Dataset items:

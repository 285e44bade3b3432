use std::collections::{BTreeMap, HashMap, HashSet};
use std::sync::Arc;

use serde::{Deserialize, Serialize};
use tracing::{debug, info, warn};

use crate::config::BuildOptions;
use crate::error::{Error, Result};
use crate::extract::FloorExtraction;
use crate::geometry::{Point, Rect};
use crate::ids;
use crate::matcher::PointIndex;

/// Globally unique, floor-prefixed node identifier.
pub type NodeId = String;
/// Room or stairwell identifier.
pub type RoomId = String;
/// Floor key, as used to name the floor's groups in the plan.
pub type FloorId = String;

/// Minimum Jaro-Winkler similarity for a room id to be offered as a suggestion.
const SUGGESTION_THRESHOLD: f64 = 0.8;

/// Classification of a routable point.
#[derive(Debug, Clone, Copy, PartialEq, Eq, Serialize, Deserialize)]
#[serde(rename_all = "snake_case")]
pub enum NodeKind {
    Door,
    Intersection,
}

/// A routable point: a door threshold or a walkway junction.
#[derive(Debug, Clone, PartialEq, Serialize, Deserialize)]
pub struct Node {
    pub id: NodeId,
    pub floor: FloorId,
    pub kind: NodeKind,
    pub position: Point,
    /// Owning room for doors.
    pub room: Option<RoomId>,
}

/// Classification for the edge used in the routing graph.
#[derive(Debug, Clone, Copy, PartialEq, Eq, PartialOrd, Ord, Serialize, Deserialize)]
#[serde(rename_all = "snake_case")]
pub enum EdgeKind {
    /// Drawn walkable segment on one floor.
    Walkway,
    /// Synthetic connection between stairwell doors on different floors.
    Stairs,
}

/// Undirected edge as stored in the graph; endpoints index the node table.
#[derive(Debug, Clone, PartialEq)]
pub struct Edge {
    source: usize,
    target: usize,
    pub weight: f64,
    pub line_id: Option<String>,
    pub kind: EdgeKind,
}

impl Edge {
    /// Endpoint opposite to `node`.
    pub(crate) fn other(&self, node: usize) -> usize {
        if self.source == node {
            self.target
        } else {
            self.source
        }
    }
}

/// Id-based edge description used to assemble or export a graph.
#[derive(Debug, Clone, PartialEq, Serialize, Deserialize)]
pub struct EdgeRecord {
    pub source: NodeId,
    pub target: NodeId,
    pub weight: f64,
    pub line_id: Option<String>,
    pub kind: EdgeKind,
}

/// What kind of walkable-through region a room is.
#[derive(Debug, Clone, PartialEq, Eq, Serialize, Deserialize)]
#[serde(rename_all = "snake_case")]
pub enum RoomKind {
    Office,
    /// Stairwell sharing `key` with its counterparts on other floors.
    Stairwell { key: String },
}

/// A named region reachable through one or more doors.
#[derive(Debug, Clone, PartialEq, Serialize, Deserialize)]
pub struct Room {
    pub id: RoomId,
    pub floor: FloorId,
    pub kind: RoomKind,
    pub bounds: Rect,
    /// Door node ids in drawing order.
    pub doors: Vec<NodeId>,
}

impl Room {
    /// Cross-floor key when the room is a stairwell.
    pub fn stair_key(&self) -> Option<&str> {
        match &self.kind {
            RoomKind::Stairwell { key } => Some(key),
            RoomKind::Office => None,
        }
    }
}

/// Per-floor drawing metadata the renderer needs.
#[derive(Debug, Clone, PartialEq, Serialize, Deserialize)]
pub struct FloorLayer {
    pub id: FloorId,
    /// Position in the bottom-to-top floor order.
    pub index: usize,
    /// Floor groups that are dimmed or hidden as a whole (rooms, stairs, doors).
    pub group_ids: Vec<String>,
    /// Every walkable line drawn on this floor, in drawing order.
    pub line_ids: Vec<String>,
    pub lines_group: Option<String>,
    pub intersections_group: Option<String>,
}

/// Serializable description of a whole building graph.
#[derive(Debug, Clone, Default, PartialEq, Serialize, Deserialize)]
pub struct GraphParts {
    pub floors: Vec<FloorLayer>,
    pub nodes: Vec<Node>,
    pub rooms: Vec<Room>,
    pub edges: Vec<EdgeRecord>,
}

#[derive(Debug)]
struct GraphInner {
    floors: Vec<FloorLayer>,
    nodes: Vec<Node>,
    rooms: Vec<Room>,
    edges: Vec<Edge>,
    node_index: HashMap<NodeId, usize>,
    room_index: HashMap<RoomId, usize>,
    floor_index: HashMap<FloorId, usize>,
    adjacency: Vec<Vec<usize>>,
    line_floors: HashMap<String, usize>,
}

/// Immutable multi-floor routing graph. Cloning is cheap and clones share
/// the same storage, so one build can serve any number of readers.
#[derive(Debug, Clone)]
pub struct Graph {
    inner: Arc<GraphInner>,
}

impl Graph {
    /// Validate and index a set of parts.
    ///
    /// Fails with [`Error::GraphAssemblyError`] when ids collide or when an
    /// edge, room, or node references something that does not exist.
    pub fn from_parts(parts: GraphParts) -> Result<Self> {
        let GraphParts {
            mut floors,
            nodes,
            rooms,
            edges: records,
        } = parts;

        let mut floor_index = HashMap::with_capacity(floors.len());
        for (index, floor) in floors.iter_mut().enumerate() {
            floor.index = index;
            if floor_index.insert(floor.id.clone(), index).is_some() {
                return Err(Error::assembly(format!("duplicate floor {}", floor.id)));
            }
        }

        let mut node_index = HashMap::with_capacity(nodes.len());
        for (index, node) in nodes.iter().enumerate() {
            if !floor_index.contains_key(&node.floor) {
                return Err(Error::assembly(format!(
                    "node {} is on unknown floor {}",
                    node.id, node.floor
                )));
            }
            if node_index.insert(node.id.clone(), index).is_some() {
                return Err(Error::assembly(format!("duplicate node {}", node.id)));
            }
        }

        let mut room_index = HashMap::with_capacity(rooms.len());
        for (index, room) in rooms.iter().enumerate() {
            if let Some(door) = room.doors.iter().find(|d| !node_index.contains_key(*d)) {
                return Err(Error::assembly(format!(
                    "room {} references missing door {}",
                    room.id, door
                )));
            }
            if room_index.insert(room.id.clone(), index).is_some() {
                return Err(Error::assembly(format!("duplicate room {}", room.id)));
            }
        }

        let mut adjacency = vec![Vec::new(); nodes.len()];
        let mut edges = Vec::with_capacity(records.len());
        for record in records {
            let resolve = |id: &str| {
                node_index.get(id).copied().ok_or_else(|| {
                    Error::assembly(format!("edge references missing node {id}"))
                })
            };
            let source = resolve(&record.source)?;
            let target = resolve(&record.target)?;
            if !(record.weight >= 0.0) {
                return Err(Error::assembly(format!(
                    "edge {} - {} has invalid weight {}",
                    record.source, record.target, record.weight
                )));
            }

            let edge_index = edges.len();
            adjacency[source].push(edge_index);
            if target != source {
                adjacency[target].push(edge_index);
            }
            edges.push(Edge {
                source,
                target,
                weight: record.weight,
                line_id: record.line_id,
                kind: record.kind,
            });
        }

        let mut line_floors = HashMap::new();
        for floor in &floors {
            for line_id in &floor.line_ids {
                line_floors.insert(line_id.clone(), floor.index);
            }
        }
        for edge in &edges {
            if let Some(line_id) = &edge.line_id {
                let floor = floor_index[&nodes[edge.source].floor];
                line_floors.entry(line_id.clone()).or_insert(floor);
            }
        }

        Ok(Self {
            inner: Arc::new(GraphInner {
                floors,
                nodes,
                rooms,
                edges,
                node_index,
                room_index,
                floor_index,
                adjacency,
                line_floors,
            }),
        })
    }

    /// Export the graph as id-based parts (snapshots, JSON dumps).
    pub fn to_parts(&self) -> GraphParts {
        let inner = &self.inner;
        GraphParts {
            floors: inner.floors.clone(),
            nodes: inner.nodes.clone(),
            rooms: inner.rooms.clone(),
            edges: inner
                .edges
                .iter()
                .map(|edge| EdgeRecord {
                    source: inner.nodes[edge.source].id.clone(),
                    target: inner.nodes[edge.target].id.clone(),
                    weight: edge.weight,
                    line_id: edge.line_id.clone(),
                    kind: edge.kind,
                })
                .collect(),
        }
    }

    pub fn nodes(&self) -> &[Node] {
        &self.inner.nodes
    }

    pub fn edges(&self) -> &[Edge] {
        &self.inner.edges
    }

    pub fn rooms(&self) -> &[Room] {
        &self.inner.rooms
    }

    /// Floors in bottom-to-top order.
    pub fn floors(&self) -> &[FloorLayer] {
        &self.inner.floors
    }

    pub fn node(&self, id: &str) -> Option<&Node> {
        self.node_index(id).map(|index| &self.inner.nodes[index])
    }

    pub fn room(&self, id: &str) -> Option<&Room> {
        self.inner
            .room_index
            .get(id)
            .map(|&index| &self.inner.rooms[index])
    }

    pub fn floor(&self, id: &str) -> Option<&FloorLayer> {
        self.inner
            .floor_index
            .get(id)
            .map(|&index| &self.inner.floors[index])
    }

    /// Floor a line id is drawn on (stair edges report their lower floor).
    pub fn floor_of_line(&self, line_id: &str) -> Option<&FloorLayer> {
        self.inner
            .line_floors
            .get(line_id)
            .map(|&index| &self.inner.floors[index])
    }

    /// Human-readable label for a room, for search and display collaborators.
    pub fn room_label(&self, id: &str) -> Option<String> {
        self.room(id).map(|room| ids::room_label(&room.floor, &room.id))
    }

    /// Known room ids most similar to `id`, best first.
    pub fn suggest_rooms(&self, id: &str, limit: usize) -> Vec<String> {
        let mut scored: Vec<(f64, &str)> = self
            .inner
            .rooms
            .iter()
            .map(|room| (strsim::jaro_winkler(id, &room.id), room.id.as_str()))
            .filter(|(score, _)| *score >= SUGGESTION_THRESHOLD)
            .collect();
        scored.sort_by(|a, b| b.0.total_cmp(&a.0).then_with(|| a.1.cmp(b.1)));
        scored
            .into_iter()
            .take(limit)
            .map(|(_, id)| id.to_string())
            .collect()
    }

    /// Representative edge between two nodes: the lightest of any parallel
    /// edges, the first stored one on ties.
    pub fn edge_between(&self, a: &str, b: &str) -> Option<&Edge> {
        let a = self.node_index(a)?;
        let b = self.node_index(b)?;
        self.edge_between_indices(a, b)
    }

    /// Sum of representative edge weights along `path`; `None` when two
    /// consecutive nodes are not adjacent.
    pub fn path_weight(&self, path: &[NodeId]) -> Option<f64> {
        path.windows(2).try_fold(0.0, |total, hop| {
            self.edge_between(&hop[0], &hop[1])
                .map(|edge| total + edge.weight)
        })
    }

    pub fn node_count(&self) -> usize {
        self.inner.nodes.len()
    }

    pub fn edge_count(&self) -> usize {
        self.inner.edges.len()
    }

    pub(crate) fn node_index(&self, id: &str) -> Option<usize> {
        self.inner.node_index.get(id).copied()
    }

    pub(crate) fn node_at(&self, index: usize) -> &Node {
        &self.inner.nodes[index]
    }

    /// Edges touching `node`, as `(edge index, edge)`.
    pub(crate) fn incident(&self, node: usize) -> impl Iterator<Item = (usize, &Edge)> + '_ {
        self.inner.adjacency[node]
            .iter()
            .map(move |&edge_index| (edge_index, &self.inner.edges[edge_index]))
    }

    pub(crate) fn edge_between_indices(&self, a: usize, b: usize) -> Option<&Edge> {
        self.incident(a)
            .map(|(_, edge)| edge)
            .filter(|edge| edge.other(a) == b)
            .fold(None, |best: Option<&Edge>, edge| match best {
                Some(current) if current.weight <= edge.weight => Some(current),
                _ => Some(edge),
            })
    }
}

_REQUIRED ACTION_.
From the very first line of the data through the line with "on one floor." in it, please reproduce each line exactly and output nothing more.

_FINISHED EXERCISE_.
repository 285e44bade3b3432
use std::collections::{BTreeMap, HashMap, HashSet};
use std::sync::Arc;

use serde::{Deserialize, Serialize};
use tracing::{debug, info, warn};

use crate::config::BuildOptions;
use crate::error::{Error, Result};
use crate::extract::FloorExtraction;
use crate::geometry::{Point, Rect};
use crate::ids;
use crate::matcher::PointIndex;

/// Globally unique, floor-prefixed node identifier.
pub type NodeId = String;
/// Room or stairwell identifier.
pub type RoomId = String;
/// Floor key, as used to name the floor's groups in the plan.
pub type FloorId = String;

/// Minimum Jaro-Winkler similarity for a room id to be offered as a suggestion.
const SUGGESTION_THRESHOLD: f64 = 0.8;

/// Classification of a routable point.
#[derive(Debug, Clone, Copy, PartialEq, Eq, Serialize, Deserialize)]
#[serde(rename_all = "snake_case")]
pub enum NodeKind {
    Door,
    Intersection,
}

/// A routable point: a door threshold or a walkway junction.
#[derive(Debug, Clone, PartialEq, Serialize, Deserialize)]
pub struct Node {
    pub id: NodeId,
    pub floor: FloorId,
    pub kind: NodeKind,
    pub position: Point,
    /// Owning room for doors.
    pub room: Option<RoomId>,
}

/// Classification for the edge used in the routing graph.
#[derive(Debug, Clone, Copy, PartialEq, Eq, PartialOrd, Ord, Serialize, Deserialize)]
#[serde(rename_all = "snake_case")]
pub enum EdgeKind {
    /// Drawn walkable segment on one floor.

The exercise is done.